MitM via an evil (ie incorrect) domain name is prevented because U2F (and now webauthn or CTAP2) are origin bound.

RATs? On stock android? How does that work? And how are the things you describe not also threats for online banking via a browser? It's certainly not how the vast majority of attacks take place in the wild. Can you provide any examples of such an attack (ie malware as opposed to phishing) that was widespread? Otherwise I assume we're writing a script for Hollywood here.

Even then, a RAT could be trivially defeated by requiring a second one-off token authentication for any transaction that would move money around. I doubt there'd be much objection to such a policy. If people really hate it let them opt out below an amount of their choosing by signing a liability waiver.

  • >are origin bound.

    This is assuming the user's device is not compromised.

    >How does that work?

    Priviledge escalation on an old OS version allows an attacker to get root access. Then with that they can bypass any sandboxing. Or they could get access to some android permission intended for system apps that they should not have access to and use that to do malicous things.

    I don't closely follow malware outbreaks for android so I can't point to specific examples, but malware does exist.

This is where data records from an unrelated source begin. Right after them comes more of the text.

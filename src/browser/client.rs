//! Chrome CDP client wrapper for one-shot probe runs.
//!
//! One browser process, one page. The client owns both and is closed exactly
//! once per run.

use anyhow::{Context, Result};
use chromiumoxide::browser::{Browser, BrowserConfig};
use chromiumoxide::cdp::browser_protocol::page::CaptureScreenshotFormat;
use chromiumoxide::page::{Page, ScreenshotParams};
use futures::StreamExt;
use std::path::{Path, PathBuf};
use std::time::Duration;
use tokio::time::Instant;

/// Upper bound on selector/text waits, matching the automation-library
/// default the probes were written against.
pub const DEFAULT_WAIT_TIMEOUT: Duration = Duration::from_secs(30);

/// Quiet period after load before the page counts as settled.
const SETTLE_QUIET: Duration = Duration::from_millis(500);

/// Upper bound on the settle wait.
const SETTLE_TIMEOUT: Duration = Duration::from_secs(10);

/// Poll interval for condition waits.
const POLL_INTERVAL: Duration = Duration::from_millis(100);

/// Headless Chromium driven over CDP.
pub struct BrowserClient {
    browser: Browser,
    page: Page,
}

impl BrowserClient {
    /// Launch a browser and open a blank page.
    pub async fn launch(headless: bool) -> Result<Self> {
        let chrome_path = find_chrome_executable()?;

        let mut builder = BrowserConfig::builder()
            .chrome_executable(chrome_path)
            .viewport(None)
            .no_sandbox()
            .arg("--window-size=1280,800")
            .arg("--disable-gpu")
            .arg("--disable-dev-shm-usage")
            .arg("--disable-extensions")
            .arg("--disable-background-timer-throttling")
            .arg("--mute-audio")
            .arg("--no-first-run");

        if !headless {
            builder = builder.with_head();
        }

        let config = builder
            .build()
            .map_err(|e| anyhow::anyhow!("Failed to build browser config: {}", e))?;

        let (browser, mut handler) = Browser::launch(config)
            .await
            .context("Failed to launch browser")?;

        // Drain CDP events for the lifetime of the browser.
        tokio::spawn(async move { while handler.next().await.is_some() {} });

        let page = browser
            .new_page("about:blank")
            .await
            .context("Failed to create initial page")?;

        Ok(Self { browser, page })
    }

    /// Navigate to a URL and wait for the load event.
    pub async fn navigate(&self, url: &str) -> Result<()> {
        self.page.goto(url).await.context("Navigation failed")?;
        self.page.wait_for_navigation().await.ok();
        Ok(())
    }

    /// Block until the document is complete and the page has stayed quiet
    /// for a short period. Approximates the network-idle load state.
    pub async fn wait_until_settled(&self) -> Result<()> {
        let start = Instant::now();
        loop {
            let ready = match self.page.evaluate("document.readyState").await {
                Ok(result) => matches!(
                    result.into_value::<String>().ok().as_deref(),
                    Some("interactive") | Some("complete")
                ),
                Err(_) => false,
            };
            if ready {
                break;
            }
            if start.elapsed() > SETTLE_TIMEOUT {
                anyhow::bail!("Timed out waiting for page to settle");
            }
            tokio::time::sleep(POLL_INTERVAL).await;
        }
        tokio::time::sleep(SETTLE_QUIET).await;
        Ok(())
    }

    /// Block until an element matching `selector` is attached.
    pub async fn wait_for_selector(&self, selector: &str, timeout: Duration) -> Result<()> {
        let script = selector_attached_script(selector)?;
        self.wait_for_condition(&script, timeout)
            .await
            .with_context(|| format!("Timed out waiting for selector: {}", selector))
    }

    /// Block until `text` is visible somewhere in the document body.
    pub async fn wait_for_text(&self, text: &str, timeout: Duration) -> Result<()> {
        let script = text_visible_script(text)?;
        self.wait_for_condition(&script, timeout)
            .await
            .with_context(|| format!("Timed out waiting for text: {}", text))
    }

    async fn wait_for_condition(&self, script: &str, timeout: Duration) -> Result<()> {
        let start = Instant::now();
        loop {
            // Evaluation fails transiently while a click-triggered navigation
            // swaps documents; treat that the same as "not yet".
            let holds = match self.page.evaluate(script).await {
                Ok(result) => result.into_value::<bool>().unwrap_or(false),
                Err(_) => false,
            };
            if holds {
                return Ok(());
            }
            if start.elapsed() > timeout {
                anyhow::bail!("condition not met within {:?}", timeout);
            }
            tokio::time::sleep(POLL_INTERVAL).await;
        }
    }

    /// Fill an input field.
    pub async fn fill(&self, selector: &str, value: &str) -> Result<()> {
        let element = self
            .page
            .find_element(selector)
            .await
            .with_context(|| format!("Element not found: {}", selector))?;

        element.click().await?;
        element.type_str(value).await?;

        Ok(())
    }

    /// Click the first button whose visible text contains `label`.
    pub async fn click_button(&self, label: &str) -> Result<()> {
        let buttons = self
            .page
            .find_elements("button")
            .await
            .context("No button elements on page")?;

        for button in &buttons {
            let text = button.inner_text().await.ok().flatten().unwrap_or_default();
            if text.contains(label) {
                button.click().await?;
                return Ok(());
            }
        }

        anyhow::bail!("Button not found: {}", label)
    }

    /// Page title, if the document has one.
    pub async fn title(&self) -> Result<Option<String>> {
        Ok(self.page.get_title().await?)
    }

    /// Capture a PNG screenshot to `path`, creating the parent directory if
    /// needed. An existing file is overwritten.
    pub async fn screenshot(&self, path: &Path, full_page: bool) -> Result<()> {
        if let Some(parent) = path.parent() {
            if !parent.as_os_str().is_empty() {
                tokio::fs::create_dir_all(parent)
                    .await
                    .context("Failed to create screenshot directory")?;
            }
        }

        let data = self
            .page
            .screenshot(
                ScreenshotParams::builder()
                    .format(CaptureScreenshotFormat::Png)
                    .full_page(full_page)
                    .build(),
            )
            .await
            .context("Screenshot capture failed")?;

        tokio::fs::write(path, &data)
            .await
            .with_context(|| format!("Failed to write screenshot: {}", path.display()))?;

        tracing::debug!("Wrote screenshot to {}", path.display());
        Ok(())
    }

    /// Close the browser.
    pub async fn close(mut self) -> Result<()> {
        self.browser.close().await?;
        Ok(())
    }
}

/// JS expression: element matching `selector` is attached.
fn selector_attached_script(selector: &str) -> Result<String> {
    let selector_json = serde_json::to_string(selector)?;
    Ok(format!(
        "document.querySelector({}) !== null",
        selector_json
    ))
}

/// JS expression: `text` appears in the rendered body text.
fn text_visible_script(text: &str) -> Result<String> {
    let text_json = serde_json::to_string(text)?;
    Ok(format!(
        "!!document.body && document.body.innerText.includes({})",
        text_json
    ))
}

/// Find a Chromium executable on the system.
fn find_chrome_executable() -> Result<PathBuf> {
    if let Ok(path) = std::env::var("CHROME") {
        let p = PathBuf::from(path);
        if p.exists() {
            return Ok(p);
        }
    }

    let paths = [
        "/usr/bin/google-chrome",
        "/usr/bin/google-chrome-stable",
        "/usr/bin/chromium",
        "/usr/bin/chromium-browser",
        "/Applications/Google Chrome.app/Contents/MacOS/Google Chrome",
        "/Applications/Chromium.app/Contents/MacOS/Chromium",
    ];

    for path in &paths {
        let p = PathBuf::from(path);
        if p.exists() {
            tracing::info!("Found Chrome at: {}", path);
            return Ok(p);
        }
    }

    // Playwright's bundled headless shell works too, when present.
    if let Some(home) = dirs::home_dir() {
        for cache in [
            home.join(".cache/ms-playwright"),
            home.join("Library/Caches/ms-playwright"),
        ] {
            if let Ok(entries) = std::fs::read_dir(&cache) {
                let mut shells: Vec<_> = entries
                    .filter_map(|e| e.ok())
                    .filter(|e| {
                        e.file_name()
                            .to_string_lossy()
                            .starts_with("chromium_headless_shell")
                    })
                    .collect();
                shells.sort_by_key(|e| std::cmp::Reverse(e.file_name()));

                for shell in shells {
                    if let Ok(subdirs) = std::fs::read_dir(shell.path()) {
                        for subdir in subdirs.filter_map(|e| e.ok()) {
                            let binary = subdir.path().join("chrome-headless-shell");
                            if binary.exists() {
                                tracing::info!("Using chrome-headless-shell at: {:?}", binary);
                                return Ok(binary);
                            }
                        }
                    }
                }
            }
        }
    }

    anyhow::bail!(
        "Chrome/Chromium not found. Install a browser or point CHROME at an executable."
    )
}

#[cfg(test)]
mod tests {
    use super::*;

    #[test]
    fn test_selector_script_escapes_quotes() {
        let script = selector_attached_script("input[placeholder='Your Name']").unwrap();
        assert_eq!(
            script,
            r#"document.querySelector("input[placeholder='Your Name']") !== null"#
        );
    }

    #[test]
    fn test_selector_script_escapes_double_quotes() {
        let script = selector_attached_script(r#"a[title="x"]"#).unwrap();
        assert!(script.contains(r#"\"x\""#));
    }

    #[test]
    fn test_text_script_embeds_marker() {
        let script = text_visible_script("Meeting Room:").unwrap();
        assert_eq!(
            script,
            r#"!!document.body && document.body.innerText.includes("Meeting Room:")"#
        );
    }

    #[test]
    fn test_text_script_escapes_backslashes() {
        let script = text_visible_script(r"C:\Users").unwrap();
        assert!(script.contains(r"C:\\Users"));
    }
}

    • So the attacker compromises the user's device ... and then sets up a MitM? This is making about as much sense as the typical Hollywood plot that involves computers so I guess that means we're on track.

      > Priviledge escalation on an old OS version allows an attacker to get root access.

      At which point hardware attestation accomplishes nothing. Running in an enclave might but attesting the OS image that was used to boot most certainly won't.

      Many consumers use older devices. Any banking app is forced to support them or they will lose customers. There's no way around that. (It doesn't matter anyway because these sorts of attacks simply aren't commonplace.)

      > but malware does exist.

      I didn't ask for an example of malware. I asked you to point to an example of a widespread attack against secured accounts using malware as a vector. You have invented some utterly unrealistic scenario that simply isn't a concern in the real world for a consumer banking interaction.

      You're describing the sort of high effort targeted attack utilizing one or more zero days that a high level government official might be subject to.